Oof. It's a lot to consider.

For more on the topic of religion in fantasy:
R. J. Anderson on religion in fantasy (I know I've seen another post from her on the topic but I can't find it anymore...)
Interview by Melodye Shore with Barry Deutsch, writer/illustrator of Hereville, which incorporates Orthodox Judaism and fantasy
Interview with Elizabeth Bunce at the Enchanted Inkpot where she talks about religious themes in "Starcrossed" and developing the gods in the book

Next time I might talk about developing magic systems. I already started blabbing about it in someone's blog comments yesterday so I think I can get a whole post about it...


  1. I always thought it was interesting that Christmas was celebrated at Hogwarts, too. As far as I remember, this is the only direct mention of any religion throughout the whole series.
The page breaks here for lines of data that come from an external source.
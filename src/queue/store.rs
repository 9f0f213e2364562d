//! Durable storage for deferred requests, one table per queue.

use chrono::{DateTime, Utc};
use color_eyre::{eyre::eyre, Result};
use rusqlite::params;

use super::{ItemState, QueueItem, QueueName};
use crate::db::Database;
use crate::request::Request;

pub struct QueueStore {
  db: Database,
}

impl QueueStore {
  pub fn new(db: Database) -> Self {
    Self { db }
  }

  /// Persist a new pending item and return it.
  pub fn insert(&self, queue: QueueName, request: &Request, enqueued_at: DateTime<Utc>) -> Result<QueueItem> {
    let serialized =
      serde_json::to_string(request).map_err(|e| eyre!("Failed to serialize request: {}", e))?;

    let conn = self.db.lock()?;
    conn
      .execute(
        &format!(
          "INSERT INTO {} (request, size, enqueued_at, retry_count, state) VALUES (?, ?, ?, 0, ?)",
          queue.table()
        ),
        params![
          serialized,
          serialized.len() as i64,
          enqueued_at.timestamp_millis(),
          ItemState::Pending.as_str()
        ],
      )
      .map_err(|e| eyre!("Failed to enqueue into {}: {}", queue, e))?;

    Ok(QueueItem {
      id: conn.last_insert_rowid(),
      queue,
      request: serialized,
      enqueued_at,
      retry_count: 0,
      state: ItemState::Pending,
    })
  }

  /// Pending items in enqueue order.
  pub fn pending(&self, queue: QueueName) -> Result<Vec<QueueItem>> {
    let conn = self.db.lock()?;
    let mut stmt = conn
      .prepare(&format!(
        "SELECT id, request, enqueued_at, retry_count FROM {} WHERE state = ? ORDER BY id",
        queue.table()
      ))
      .map_err(|e| eyre!("Failed to prepare queue query: {}", e))?;

    let items = stmt
      .query_map(params![ItemState::Pending.as_str()], |row| {
        let id: i64 = row.get(0)?;
        let fields = (
          row.get::<_, String>(1),
          row.get::<_, i64>(2),
          row.get::<_, u32>(3),
        );
        Ok(match fields {
          (Ok(request), Ok(enqueued_at), Ok(retry_count)) => QueueItem {
            id,
            queue,
            request,
            // Unreadable timestamps age out on the next drain
            enqueued_at: DateTime::from_timestamp_millis(enqueued_at).unwrap_or_default(),
            retry_count,
            state: ItemState::Pending,
          },
          _ => {
            tracing::warn!("Undecodable row {} in {}", id, queue);
            // An empty request fails to parse, so the drain drops it as malformed
            QueueItem {
              id,
              queue,
              request: String::new(),
              enqueued_at: Utc::now(),
              retry_count: 0,
              state: ItemState::Pending,
            }
          }
        })
      })
      .map_err(|e| eyre!("Failed to read queue {}: {}", queue, e))?
      .collect::<rusqlite::Result<Vec<_>>>()
      .map_err(|e| eyre!("Failed to read queue {}: {}", queue, e))?;

    Ok(items)
  }

  pub fn set_state(&self, queue: QueueName, id: i64, state: ItemState) -> Result<()> {
    let conn = self.db.lock()?;
    conn
      .execute(
        &format!("UPDATE {} SET state = ? WHERE id = ?", queue.table()),
        params![state.as_str(), id],
      )
      .map_err(|e| eyre!("Failed to update item {} in {}: {}", id, queue, e))?;
    Ok(())
  }

  /// Record a failed attempt and return the item to pending.
  pub fn mark_retry(&self, queue: QueueName, id: i64) -> Result<()> {
    let conn = self.db.lock()?;
    conn
      .execute(
        &format!(
          "UPDATE {} SET retry_count = retry_count + 1, state = ? WHERE id = ?",
          queue.table()
        ),
        params![ItemState::Pending.as_str(), id],
      )
      .map_err(|e| eyre!("Failed to schedule retry of {} in {}: {}", id, queue, e))?;
    Ok(())
  }

  pub fn remove(&self, queue: QueueName, id: i64) -> Result<()> {
    let conn = self.db.lock()?;
    conn
      .execute(
        &format!("DELETE FROM {} WHERE id = ?", queue.table()),
        params![id],
      )
      .map_err(|e| eyre!("Failed to remove item {} from {}: {}", id, queue, e))?;
    Ok(())
  }

  /// Return items stuck in `attempting` (after a crash) to pending.
  pub fn reset_attempting(&self, queue: QueueName) -> Result<usize> {
    let conn = self.db.lock()?;
    conn
      .execute(
        &format!("UPDATE {} SET state = ? WHERE state = ?", queue.table()),
        params![ItemState::Pending.as_str(), ItemState::Attempting.as_str()],
      )
      .map_err(|e| eyre!("Failed to reset queue {}: {}", queue, e))
  }

  /// Item count and serialized bytes held by a queue.
  pub fn usage(&self, queue: QueueName) -> Result<(u64, u64)> {
    let conn = self.db.lock()?;
    let (count, bytes): (i64, i64) = conn
      .query_row(
        &format!("SELECT COUNT(*), COALESCE(SUM(size), 0) FROM {}", queue.table()),
        [],
        |row| Ok((row.get(0)?, row.get(1)?)),
      )
      .map_err(|e| eyre!("Failed to measure queue {}: {}", queue, e))?;
    Ok((count as u64, bytes as u64))
  }

  #[cfg(test)]
  pub(crate) fn insert_raw(
    &self,
    queue: QueueName,
    request: &str,
    enqueued_at: DateTime<Utc>,
    retry_count: u32,
  ) -> Result<i64> {
    let conn = self.db.lock()?;
    conn
      .execute(
        &format!(
          "INSERT INTO {} (request, size, enqueued_at, retry_count, state) VALUES (?, ?, ?, ?, 'pending')",
          queue.table()
        ),
        params![request, request.len() as i64, enqueued_at.timestamp_millis(), retry_count],
      )
      .map_err(|e| eyre!("Failed to insert raw item: {}", e))?;
    Ok(conn.last_insert_rowid())
  }
}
She may have included it simply because Christmas is an important part of English boarding school, and Hogwarts was an English boarding school, after all. I would love to read a piece about a witch or wizard who is Christian (any religion would be interesting really, but since I'm Christian that would be most interesting to me) dealing with the ramifications of learning they are magical.
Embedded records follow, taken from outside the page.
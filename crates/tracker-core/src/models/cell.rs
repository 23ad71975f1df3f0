//! Serde helpers for fields that arrive as spreadsheet cells.
//!
//! The remote sheet hands back numeric-looking cells as JSON numbers and
//! checkboxes as booleans, so a film titled "1917" comes back as `1917`.
//! Text fields accept any scalar and keep its textual form.

use serde::{de, Deserialize, Deserializer};
use serde_json::Value;

use crate::util::split_tags;

fn scalar_text(value: Value) -> Result<String, String> {
    match value {
        Value::Null => Ok(String::new()),
        Value::String(text) => Ok(text),
        Value::Number(number) => Ok(number.to_string()),
        Value::Bool(flag) => Ok(flag.to_string()),
        other => Err(format!("expected text, got {other}")),
    }
}

/// Text field; numbers and booleans are stringified, `null` reads as empty
pub fn text<'de, D, T>(deserializer: D) -> Result<T, D::Error>
where
    D: Deserializer<'de>,
    T: From<String>,
{
    scalar_text(Value::deserialize(deserializer)?)
        .map(T::from)
        .map_err(de::Error::custom)
}

/// Tag list, either an array of scalars or one comma-separated cell
pub fn tags<'de, D: Deserializer<'de>>(deserializer: D) -> Result<Vec<String>, D::Error> {
    match Value::deserialize(deserializer)? {
        Value::Array(values) => values
            .into_iter()
            .map(scalar_text)
            .filter(|tag| !matches!(tag, Ok(tag) if tag.trim().is_empty()))
            .collect::<Result<_, _>>()
            .map_err(de::Error::custom),
        other => scalar_text(other)
            .map(|raw| split_tags(&raw))
            .map_err(de::Error::custom),
    }
}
    Very interesting post. I'd love to read more
    like this! Looking forward to them!

  2. Well, it's probably true, but...still, it's a weird thing to juggle. Whether it was in there or not, I would wonder about what if you were from the sort of family who would ban Harry Potter (if Harry Potter existed within Harry Potter, lol) and then you found out you were a witch or wizard? It would be interesting, although obviously not the story Rowling wanted to tell, and that's fine, because the story she did tell was awesome, but...I wonder about these things. (Just like I wondered why, if Voldemort was such a global threat, there were no American wizards involved, or the other mighty world powers...or maybe in the wizarding world, the "world powers" are totally different... Ah, always more things to ponder with world building.)